● **Work request**
Look over the entries that follow. Report how many lines contain "through", with nothing else.

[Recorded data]
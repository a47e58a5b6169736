//! Extended Kalman filter for the planar rover fusion problem.
//!
//! The filter owns the running nine-state estimate and its covariance and exposes the
//! two halves of the recursion: [`RoverEkf::predict`] propagates through the
//! constant-acceleration motion model, [`RoverEkf::update`] corrects with whichever
//! sensor channels reported this sample, switching the observation matrix through
//! [`ObservationMode`].
//!
//! # Predict
//!
//! $$
//! \begin{aligned}
//! \bar{x} &= f(x, \Delta t) \\\\
//! \bar{P} &= F \\, P \\, F^T + Q
//! \end{aligned}
//! $$
//!
//! where $f$ is the constant-acceleration model ([`crate::forward`]) and $F$ its exact
//! Jacobian ([`crate::linearize::state_transition_jacobian`]).
//!
//! # Update
//!
//! $$
//! \begin{aligned}
//! S &= H \\, \bar{P} \\, H^T + R \\\\
//! K &= \bar{P} \\, H^T S^{-1} \\\\
//! x &= \bar{x} + K (z - h(\bar{x})) \\\\
//! P &= (I - K H) \\, \bar{P}
//! \end{aligned}
//! $$
//!
//! The gain solve goes through [`crate::linalg::robust_spd_solve`] rather than a direct
//! inverse: modes with all-zero observation rows leave `S` leaning entirely on `R` along
//! those rows, and an unsolvable `S` is surfaced as the recoverable
//! [`FilterError::SingularInnovation`] so the caller can keep the predicted state and
//! move on. The complementary tuning invariant is that `R` must be large on channels a
//! mode does not observe, so their zero rows contribute negligible correction.
//!
//! After both halves the covariance is symmetrized and given a small diagonal nudge to
//! hold the positive semi-definite invariant against round-off.

use crate::linalg::{robust_spd_solve, symmetrize};
use crate::linearize::state_transition_jacobian;
use crate::measurements::{ObservationMode, RoverMeasurement, expected_measurement};
use crate::messages::FusionConfig;
use crate::{MEASUREMENT_DIM, RoverState, STATE_DIM, forward};

use std::error::Error;
use std::fmt::{self, Debug, Display};

use nalgebra::{DMatrix, DVector};

/// Diagonal regularization applied after every predict and update.
const COVARIANCE_JITTER: f64 = 1e-9;

/// Per-step recoverable filter faults.
#[derive(Clone, Copy, Debug, PartialEq, Eq)]
pub enum FilterError {
    /// The innovation covariance could not be solved even with jitter and an explicit
    /// inverse. The update was skipped; the predicted state stands.
    SingularInnovation(ObservationMode),
}

impl Display for FilterError {
    fn fmt(&self, f: &mut fmt::Formatter<'_>) -> fmt::Result {
        match self {
            FilterError::SingularInnovation(mode) => write!(
                f,
                "singular innovation covariance in {mode} mode; update skipped"
            ),
        }
    }
}

impl Error for FilterError {}

/// Extended Kalman filter over the planar rover state.
///
/// Construct once per run, then drive strictly sequentially: each sample's
/// predict/update pair depends on the mutated state and covariance left by the previous
/// sample. Noise matrices are fixed at construction.
#[derive(Clone)]
pub struct RoverEkf {
    /// State estimate vector (9 elements)
    mean_state: DVector<f64>,
    /// State covariance matrix (9x9)
    covariance: DMatrix<f64>,
    /// Process noise covariance matrix (9x9)
    process_noise: DMatrix<f64>,
    /// Measurement noise covariance matrix (8x8)
    measurement_noise: DMatrix<f64>,
}

impl Debug for RoverEkf {
    fn fmt(&self, f: &mut fmt::Formatter<'_>) -> fmt::Result {
        f.debug_struct("RoverEkf")
            .field("mean_state", &self.mean_state)
            .field("covariance", &self.covariance)
            .field("process_noise", &self.process_noise)
            .field("measurement_noise", &self.measurement_noise)
            .finish()
    }
}

impl Display for RoverEkf {
    fn fmt(&self, f: &mut fmt::Formatter<'_>) -> fmt::Result {
        write!(f, "RoverEkf {{ state: {} }}", self.state())
    }
}

impl RoverEkf {
    /// Create a new filter from an initial state and diagonal noise specifications.
    ///
    /// # Arguments
    /// * `initial_state` - State estimate at the start of the run.
    /// * `covariance_diagonal` - Initial state uncertainty, 9 entries.
    /// * `process_noise_diagonal` - Process noise Q diagonal, 9 entries.
    /// * `measurement_noise_diagonal` - Measurement noise R diagonal, 8 entries.
    ///
    /// Panics if a diagonal has the wrong length; the state and measurement layouts are
    /// fixed for this filter family.
    pub fn new(
        initial_state: RoverState,
        covariance_diagonal: &[f64],
        process_noise_diagonal: &[f64],
        measurement_noise_diagonal: &[f64],
    ) -> RoverEkf {
        assert_eq!(
            covariance_diagonal.len(),
            STATE_DIM,
            "initial covariance diagonal must have {} entries",
            STATE_DIM
        );
        assert_eq!(
            process_noise_diagonal.len(),
            STATE_DIM,
            "process noise diagonal must have {} entries",
            STATE_DIM
        );
        assert_eq!(
            measurement_noise_diagonal.len(),
            MEASUREMENT_DIM,
            "measurement noise diagonal must have {} entries",
            MEASUREMENT_DIM
        );
        RoverEkf {
            mean_state: initial_state.into(),
            covariance: DMatrix::from_diagonal(&DVector::from_row_slice(covariance_diagonal)),
            process_noise: DMatrix::from_diagonal(&DVector::from_row_slice(
                process_noise_diagonal,
            )),
            measurement_noise: DMatrix::from_diagonal(&DVector::from_row_slice(
                measurement_noise_diagonal,
            )),
        }
    }

    /// Create a filter from a run configuration, starting at the all-zero state.
    pub fn from_config(config: &FusionConfig) -> RoverEkf {
        RoverEkf::new(
            RoverState::new(),
            &config.initial_covariance_diagonal,
            &config.process_noise_diagonal,
            &config.measurement_noise_diagonal,
        )
    }

    /// Predict step: propagate state and covariance forward by `dt` seconds.
    ///
    /// `dt` must be strictly positive; the run driver substitutes a small epsilon for
    /// repeated timestamps before calling in here (a zero `dt` would leave the
    /// velocity-coupled covariance terms frozen and mask stale estimates).
    pub fn predict(&mut self, dt: f64) {
        let f_matrix = state_transition_jacobian(dt);

        let mut state = RoverState::from(&self.mean_state);
        forward(&mut state, dt);
        self.mean_state = state.into();

        // P_bar = F * P * F^T + Q
        self.covariance = &f_matrix * &self.covariance * f_matrix.transpose() + &self.process_noise;
        self.covariance = symmetrize(&self.covariance);
        for i in 0..STATE_DIM {
            self.covariance[(i, i)] += COVARIANCE_JITTER;
        }
    }

    /// Update step: correct the prediction with one measurement sample.
    ///
    /// The observation matrix is selected from the sample's presence mask; returns the
    /// mode that was applied. On a singular innovation covariance the update is skipped
    /// and the predicted state is left in place; the error is per-step, not fatal.
    pub fn update(&mut self, measurement: &RoverMeasurement) -> Result<ObservationMode, FilterError> {
        let mode = ObservationMode::select(&measurement.mask);
        let h = mode.observation_matrix();

        let z_hat = expected_measurement(&self.mean_state);
        let innovation = measurement.to_vector() - z_hat;

        // S = H * P * H^T + R
        let s = &h * &self.covariance * h.transpose() + &self.measurement_noise;

        // K = P * H^T * S^-1, via K^T = S^-1 * (H * P) since S and P are symmetric
        let hp = &h * &self.covariance;
        let Some(gain_t) = robust_spd_solve(&symmetrize(&s), &hp) else {
            return Err(FilterError::SingularInnovation(mode));
        };
        let gain = gain_t.transpose();

        self.mean_state += &gain * innovation;

        // P = (I - K * H) * P
        let i_kh = DMatrix::<f64>::identity(STATE_DIM, STATE_DIM) - &gain * &h;
        self.covariance = &i_kh * &self.covariance;
        self.covariance = symmetrize(&self.covariance);
        for i in 0..STATE_DIM {
            self.covariance[(i, i)] += COVARIANCE_JITTER;
        }
        Ok(mode)
    }

    /// The current state estimate.
    pub fn state(&self) -> RoverState {
        RoverState::from(&self.mean_state)
    }

    /// The current state estimate in vector form.
    pub fn mean(&self) -> &DVector<f64> {
        &self.mean_state
    }

    /// The current state uncertainty.
    pub fn covariance(&self) -> &DMatrix<f64> {
        &self.covariance
    }
}

#[cfg(test)]
mod tests {
    use super::*;
    use crate::messages::FusionConfig;
    use assert_approx_eq::assert_approx_eq;

    fn default_filter() -> RoverEkf {
        RoverEkf::from_config(&FusionConfig::default())
    }

    #[test]
    fn construction_shapes() {
        let ekf = default_filter();
        assert_eq!(ekf.mean().len(), STATE_DIM);
        assert_eq!(ekf.covariance().shape(), (STATE_DIM, STATE_DIM));
        assert_eq!(ekf.state(), RoverState::new());
    }

    #[test]
    fn predict_moves_state_with_velocity() {
        let initial = RoverState {
            velocity_x: 1.0,
            ..RoverState::new()
        };
        let config = FusionConfig::default();
        let mut ekf = RoverEkf::new(
            initial,
            &config.initial_covariance_diagonal,
            &config.process_noise_diagonal,
            &config.measurement_noise_diagonal,
        );
        ekf.predict(2.0);
        assert_approx_eq!(ekf.state().x, 2.0);
        assert_approx_eq!(ekf.state().velocity_x, 1.0);
    }

    #[test]
    fn predict_grows_position_uncertainty() {
        let mut ekf = default_filter();
        let before = ekf.covariance()[(0, 0)];
        ekf.predict(1.0);
        let after = ekf.covariance()[(0, 0)];
        // Process noise plus the velocity coupling both inflate position variance
        assert!(after > before);
    }

    #[test]
    fn predict_keeps_covariance_symmetric() {
        let mut ekf = default_filter();
        ekf.predict(0.1);
        ekf.predict(0.7);
        let p = ekf.covariance();
        for i in 0..STATE_DIM {
            for j in 0..STATE_DIM {
                assert_approx_eq!(p[(i, j)], p[(j, i)], 1e-12);
            }
        }
    }

    #[test]
    fn zero_innovation_update_is_a_no_op_on_the_state() {
        let mut ekf = default_filter();
        ekf.predict(1.0);
        let state_before = ekf.state();
        let w_variance_before = ekf.covariance()[(5, 5)];

        // All channels sentinel-zero matches the predicted all-zero state exactly
        let z = RoverMeasurement::from_sentinel(1.0, [0.0; MEASUREMENT_DIM]);
        let mode = ekf.update(&z).expect("update should apply");
        assert_eq!(mode, ObservationMode::OdometryAtRest);

        let state_after = ekf.state();
        assert_approx_eq!(state_after.x, state_before.x, 1e-12);
        assert_approx_eq!(state_after.velocity_x, state_before.velocity_x, 1e-12);
        assert_approx_eq!(state_after.angular_rate, state_before.angular_rate, 1e-12);
        // The observed turn-rate row tightens
        assert!(ekf.covariance()[(5, 5)] < w_variance_before);
    }

    #[test]
    fn position_fix_pulls_the_estimate_toward_the_fix() {
        let mut ekf = default_filter();
        ekf.predict(1.0);
        let z = RoverMeasurement::from_sentinel(1.0, [2.0, -2.0, 0.0, 0.0, 0.0, 0.0, 0.0, 0.0]);
        let mode = ekf.update(&z).expect("update should apply");
        assert_eq!(mode, ObservationMode::PositionFix);
        let state = ekf.state();
        assert!(state.x > 0.0 && state.x < 2.0);
        assert!(state.y < 0.0 && state.y > -2.0);
    }

    #[test]
    fn non_finite_covariance_surfaces_as_singular_innovation() {
        let mut ekf = default_filter();
        // A poisoned time step contaminates the covariance; the update must report the
        // solve failure instead of propagating garbage through the gain.
        ekf.predict(f64::NAN);
        let z = RoverMeasurement::from_sentinel(1.0, [2.0, -2.0, 0.0, 0.0, 0.0, 0.0, 0.0, 0.0]);
        assert_eq!(
            ekf.update(&z),
            Err(FilterError::SingularInnovation(ObservationMode::PositionFix))
        );
    }
}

● **Solution to this problem**
4